Out of the lines below, please list those that hold the string "const".

Collected data:
·····

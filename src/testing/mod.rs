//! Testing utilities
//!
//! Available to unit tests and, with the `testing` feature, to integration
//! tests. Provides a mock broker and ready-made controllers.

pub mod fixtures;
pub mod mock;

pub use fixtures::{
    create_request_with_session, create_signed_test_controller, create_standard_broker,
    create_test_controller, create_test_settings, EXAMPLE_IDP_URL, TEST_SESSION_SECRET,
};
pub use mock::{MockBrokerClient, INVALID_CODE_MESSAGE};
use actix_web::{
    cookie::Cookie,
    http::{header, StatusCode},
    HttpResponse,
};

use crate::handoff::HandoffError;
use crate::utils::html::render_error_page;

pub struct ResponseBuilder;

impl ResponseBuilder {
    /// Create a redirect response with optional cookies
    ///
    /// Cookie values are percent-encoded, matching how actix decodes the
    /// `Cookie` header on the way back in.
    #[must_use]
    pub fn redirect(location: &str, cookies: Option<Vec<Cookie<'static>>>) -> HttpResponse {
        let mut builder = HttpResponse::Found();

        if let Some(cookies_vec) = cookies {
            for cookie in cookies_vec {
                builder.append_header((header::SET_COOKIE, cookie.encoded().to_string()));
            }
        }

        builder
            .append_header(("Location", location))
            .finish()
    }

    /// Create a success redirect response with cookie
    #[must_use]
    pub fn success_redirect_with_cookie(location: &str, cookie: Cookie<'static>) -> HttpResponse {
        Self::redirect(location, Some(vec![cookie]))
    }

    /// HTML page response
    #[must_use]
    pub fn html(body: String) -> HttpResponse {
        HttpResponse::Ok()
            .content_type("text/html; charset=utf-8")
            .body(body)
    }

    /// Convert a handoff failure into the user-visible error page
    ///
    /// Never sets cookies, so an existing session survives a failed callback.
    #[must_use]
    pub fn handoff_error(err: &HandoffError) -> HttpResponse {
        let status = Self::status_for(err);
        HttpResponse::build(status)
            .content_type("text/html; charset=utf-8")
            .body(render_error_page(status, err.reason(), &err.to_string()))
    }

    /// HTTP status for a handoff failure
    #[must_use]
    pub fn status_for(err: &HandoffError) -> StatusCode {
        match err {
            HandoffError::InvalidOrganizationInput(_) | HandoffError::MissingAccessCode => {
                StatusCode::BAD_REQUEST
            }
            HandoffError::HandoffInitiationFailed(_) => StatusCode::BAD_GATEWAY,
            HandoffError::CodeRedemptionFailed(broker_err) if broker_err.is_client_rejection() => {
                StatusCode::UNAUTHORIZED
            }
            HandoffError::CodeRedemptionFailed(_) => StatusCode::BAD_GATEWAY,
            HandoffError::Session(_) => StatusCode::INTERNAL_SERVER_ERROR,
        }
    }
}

·····

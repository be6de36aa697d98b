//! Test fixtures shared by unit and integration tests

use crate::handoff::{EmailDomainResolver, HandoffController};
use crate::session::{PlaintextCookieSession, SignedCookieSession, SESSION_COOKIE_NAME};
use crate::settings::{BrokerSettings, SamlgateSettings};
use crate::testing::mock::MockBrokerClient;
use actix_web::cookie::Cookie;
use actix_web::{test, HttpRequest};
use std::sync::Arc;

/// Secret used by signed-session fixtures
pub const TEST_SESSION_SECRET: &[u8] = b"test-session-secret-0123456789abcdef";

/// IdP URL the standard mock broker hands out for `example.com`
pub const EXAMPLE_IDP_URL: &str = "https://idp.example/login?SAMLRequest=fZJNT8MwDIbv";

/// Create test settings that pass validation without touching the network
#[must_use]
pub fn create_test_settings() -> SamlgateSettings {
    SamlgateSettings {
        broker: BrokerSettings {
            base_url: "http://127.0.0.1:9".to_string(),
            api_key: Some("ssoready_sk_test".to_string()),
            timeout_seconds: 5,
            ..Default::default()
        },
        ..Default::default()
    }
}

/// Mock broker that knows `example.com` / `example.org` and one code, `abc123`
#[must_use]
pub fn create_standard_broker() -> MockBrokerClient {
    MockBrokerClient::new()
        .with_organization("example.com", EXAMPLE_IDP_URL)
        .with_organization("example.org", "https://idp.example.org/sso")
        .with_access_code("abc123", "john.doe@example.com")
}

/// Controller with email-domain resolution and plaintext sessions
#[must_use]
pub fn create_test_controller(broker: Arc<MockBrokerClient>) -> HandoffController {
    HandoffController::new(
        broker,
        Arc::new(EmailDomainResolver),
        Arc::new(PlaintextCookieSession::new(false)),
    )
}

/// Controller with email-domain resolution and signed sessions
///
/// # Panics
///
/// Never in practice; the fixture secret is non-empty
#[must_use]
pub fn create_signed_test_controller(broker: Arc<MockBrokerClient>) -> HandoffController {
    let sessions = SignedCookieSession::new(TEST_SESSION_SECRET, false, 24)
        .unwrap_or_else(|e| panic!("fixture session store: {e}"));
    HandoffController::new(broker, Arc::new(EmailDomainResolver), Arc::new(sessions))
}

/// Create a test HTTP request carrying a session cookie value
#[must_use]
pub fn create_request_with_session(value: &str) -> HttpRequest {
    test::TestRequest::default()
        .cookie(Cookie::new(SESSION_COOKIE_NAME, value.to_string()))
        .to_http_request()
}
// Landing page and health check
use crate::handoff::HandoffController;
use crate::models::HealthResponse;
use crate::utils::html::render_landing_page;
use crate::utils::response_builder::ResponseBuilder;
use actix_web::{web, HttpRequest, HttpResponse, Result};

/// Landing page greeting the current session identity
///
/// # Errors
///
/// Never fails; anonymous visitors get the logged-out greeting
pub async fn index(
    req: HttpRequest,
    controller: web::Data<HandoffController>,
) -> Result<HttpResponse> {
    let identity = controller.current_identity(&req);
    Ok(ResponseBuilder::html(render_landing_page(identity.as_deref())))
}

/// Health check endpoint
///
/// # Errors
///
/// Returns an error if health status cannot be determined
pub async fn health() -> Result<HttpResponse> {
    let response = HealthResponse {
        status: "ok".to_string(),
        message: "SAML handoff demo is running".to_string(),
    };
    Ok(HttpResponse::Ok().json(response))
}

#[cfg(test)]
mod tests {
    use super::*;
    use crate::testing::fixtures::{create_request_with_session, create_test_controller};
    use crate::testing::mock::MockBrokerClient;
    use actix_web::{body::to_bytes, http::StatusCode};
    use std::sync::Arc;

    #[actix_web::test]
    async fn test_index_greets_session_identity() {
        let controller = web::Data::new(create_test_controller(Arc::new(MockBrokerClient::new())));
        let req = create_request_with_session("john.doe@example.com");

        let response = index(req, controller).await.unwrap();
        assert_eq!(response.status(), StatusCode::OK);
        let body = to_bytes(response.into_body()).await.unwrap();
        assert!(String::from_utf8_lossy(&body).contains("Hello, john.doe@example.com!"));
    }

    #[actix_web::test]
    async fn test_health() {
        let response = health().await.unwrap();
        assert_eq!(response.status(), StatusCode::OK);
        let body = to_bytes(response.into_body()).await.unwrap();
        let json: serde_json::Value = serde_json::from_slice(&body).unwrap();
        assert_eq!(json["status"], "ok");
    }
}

·····

Result
pub const TEST_SESSION_SECRET: &[u8] = b"test-session-secret-0123456789abcdef";
pub const EXAMPLE_IDP_URL: &str = "https://idp.example/login?SAMLRequest=fZJNT8MwDIbv";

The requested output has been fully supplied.